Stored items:
....
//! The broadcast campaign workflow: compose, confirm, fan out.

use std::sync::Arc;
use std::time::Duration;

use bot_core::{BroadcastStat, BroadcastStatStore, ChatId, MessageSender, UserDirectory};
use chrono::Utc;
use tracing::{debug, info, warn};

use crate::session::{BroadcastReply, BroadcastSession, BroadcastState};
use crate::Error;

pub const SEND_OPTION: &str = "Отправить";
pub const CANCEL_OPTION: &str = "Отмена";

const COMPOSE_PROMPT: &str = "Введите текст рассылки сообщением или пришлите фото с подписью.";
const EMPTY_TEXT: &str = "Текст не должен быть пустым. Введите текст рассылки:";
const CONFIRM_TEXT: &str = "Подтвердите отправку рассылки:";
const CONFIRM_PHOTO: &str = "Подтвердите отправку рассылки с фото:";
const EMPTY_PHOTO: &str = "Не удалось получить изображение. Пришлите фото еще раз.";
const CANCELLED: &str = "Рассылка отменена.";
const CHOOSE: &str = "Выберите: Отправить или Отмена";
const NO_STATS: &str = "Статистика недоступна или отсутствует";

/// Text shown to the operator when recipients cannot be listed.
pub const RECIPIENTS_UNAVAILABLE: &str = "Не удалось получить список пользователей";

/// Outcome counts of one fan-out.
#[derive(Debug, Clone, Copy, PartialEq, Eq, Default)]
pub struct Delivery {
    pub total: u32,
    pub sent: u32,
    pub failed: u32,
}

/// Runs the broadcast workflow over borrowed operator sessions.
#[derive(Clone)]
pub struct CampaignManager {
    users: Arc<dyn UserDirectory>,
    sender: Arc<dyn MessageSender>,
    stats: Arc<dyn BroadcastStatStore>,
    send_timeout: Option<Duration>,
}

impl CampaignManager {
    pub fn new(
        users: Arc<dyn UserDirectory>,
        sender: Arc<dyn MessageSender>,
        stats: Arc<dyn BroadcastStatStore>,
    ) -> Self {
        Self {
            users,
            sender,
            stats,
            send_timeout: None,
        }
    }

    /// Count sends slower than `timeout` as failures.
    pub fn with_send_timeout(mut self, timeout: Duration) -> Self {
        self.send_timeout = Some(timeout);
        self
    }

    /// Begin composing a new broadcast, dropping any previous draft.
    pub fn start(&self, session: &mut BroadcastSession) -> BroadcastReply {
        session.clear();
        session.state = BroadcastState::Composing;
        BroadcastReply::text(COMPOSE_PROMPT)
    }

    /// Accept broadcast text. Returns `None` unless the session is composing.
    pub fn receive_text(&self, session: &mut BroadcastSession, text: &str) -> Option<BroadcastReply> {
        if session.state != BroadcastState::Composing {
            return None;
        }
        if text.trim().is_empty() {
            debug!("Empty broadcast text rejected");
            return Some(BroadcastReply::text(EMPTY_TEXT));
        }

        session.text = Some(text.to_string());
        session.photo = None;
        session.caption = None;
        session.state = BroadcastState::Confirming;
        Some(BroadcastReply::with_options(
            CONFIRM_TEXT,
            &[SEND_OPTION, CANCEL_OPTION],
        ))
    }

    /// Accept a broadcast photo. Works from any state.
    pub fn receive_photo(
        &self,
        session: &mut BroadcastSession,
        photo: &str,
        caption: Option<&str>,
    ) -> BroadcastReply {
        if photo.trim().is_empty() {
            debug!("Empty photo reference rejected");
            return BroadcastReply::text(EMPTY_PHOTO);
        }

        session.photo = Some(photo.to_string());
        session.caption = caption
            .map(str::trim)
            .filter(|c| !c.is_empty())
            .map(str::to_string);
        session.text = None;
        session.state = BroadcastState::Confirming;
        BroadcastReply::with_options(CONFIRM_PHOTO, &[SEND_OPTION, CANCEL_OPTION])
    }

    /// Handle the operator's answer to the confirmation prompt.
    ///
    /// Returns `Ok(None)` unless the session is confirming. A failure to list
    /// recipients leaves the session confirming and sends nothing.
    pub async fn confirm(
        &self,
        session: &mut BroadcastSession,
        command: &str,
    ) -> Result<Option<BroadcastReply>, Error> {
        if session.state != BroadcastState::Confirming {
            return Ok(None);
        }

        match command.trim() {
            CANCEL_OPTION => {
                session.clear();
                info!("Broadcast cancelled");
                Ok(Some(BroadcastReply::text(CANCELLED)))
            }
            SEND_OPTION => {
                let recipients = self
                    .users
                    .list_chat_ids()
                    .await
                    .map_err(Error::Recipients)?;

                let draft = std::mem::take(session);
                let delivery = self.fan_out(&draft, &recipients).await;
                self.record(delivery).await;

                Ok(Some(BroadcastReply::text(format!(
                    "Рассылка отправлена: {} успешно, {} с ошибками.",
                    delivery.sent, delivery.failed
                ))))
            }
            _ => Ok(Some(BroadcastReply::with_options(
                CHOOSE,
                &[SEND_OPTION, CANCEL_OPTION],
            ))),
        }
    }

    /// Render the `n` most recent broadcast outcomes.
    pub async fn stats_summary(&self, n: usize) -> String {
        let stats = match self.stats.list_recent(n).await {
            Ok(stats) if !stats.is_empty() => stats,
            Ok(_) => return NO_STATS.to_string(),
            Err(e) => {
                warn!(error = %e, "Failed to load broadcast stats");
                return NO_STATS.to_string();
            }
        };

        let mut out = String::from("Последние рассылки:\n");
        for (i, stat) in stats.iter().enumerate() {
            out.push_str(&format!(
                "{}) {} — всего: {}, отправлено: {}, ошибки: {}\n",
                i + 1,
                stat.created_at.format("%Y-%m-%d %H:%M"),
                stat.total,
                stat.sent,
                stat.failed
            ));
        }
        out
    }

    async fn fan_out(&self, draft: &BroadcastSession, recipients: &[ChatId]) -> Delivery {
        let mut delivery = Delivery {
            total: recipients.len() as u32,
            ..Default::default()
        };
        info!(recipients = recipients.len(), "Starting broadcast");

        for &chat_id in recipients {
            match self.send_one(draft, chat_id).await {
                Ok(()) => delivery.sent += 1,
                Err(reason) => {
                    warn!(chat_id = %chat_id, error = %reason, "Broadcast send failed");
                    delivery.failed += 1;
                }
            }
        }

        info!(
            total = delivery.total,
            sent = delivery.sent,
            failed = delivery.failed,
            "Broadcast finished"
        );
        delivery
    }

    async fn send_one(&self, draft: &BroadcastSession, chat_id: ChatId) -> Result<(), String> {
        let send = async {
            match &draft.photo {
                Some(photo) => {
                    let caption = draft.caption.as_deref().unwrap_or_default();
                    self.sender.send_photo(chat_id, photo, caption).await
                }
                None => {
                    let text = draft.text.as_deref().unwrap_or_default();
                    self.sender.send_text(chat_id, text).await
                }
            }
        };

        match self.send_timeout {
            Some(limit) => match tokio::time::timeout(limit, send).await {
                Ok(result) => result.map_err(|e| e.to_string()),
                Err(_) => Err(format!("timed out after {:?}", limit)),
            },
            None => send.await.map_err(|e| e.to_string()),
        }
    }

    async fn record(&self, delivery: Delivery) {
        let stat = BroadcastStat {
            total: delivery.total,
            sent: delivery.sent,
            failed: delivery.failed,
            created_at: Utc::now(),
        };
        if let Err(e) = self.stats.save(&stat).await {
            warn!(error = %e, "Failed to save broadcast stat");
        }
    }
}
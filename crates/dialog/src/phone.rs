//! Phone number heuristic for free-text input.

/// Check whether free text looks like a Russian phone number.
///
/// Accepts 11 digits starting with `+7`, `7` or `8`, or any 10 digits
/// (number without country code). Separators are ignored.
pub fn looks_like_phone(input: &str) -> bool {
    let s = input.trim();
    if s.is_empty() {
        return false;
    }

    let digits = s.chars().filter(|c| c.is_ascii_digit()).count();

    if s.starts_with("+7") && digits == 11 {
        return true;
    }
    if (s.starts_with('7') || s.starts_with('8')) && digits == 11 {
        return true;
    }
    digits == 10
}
....
◆ Task item:
Transcribe exactly, and only, the lines from the one with "if (s.starts_with('7') ||" through the last line of the data.

◆ Worked solution:
    if (s.starts_with('7') || s.starts_with('8')) && digits == 11 {
        return true;
    }
    digits == 10
}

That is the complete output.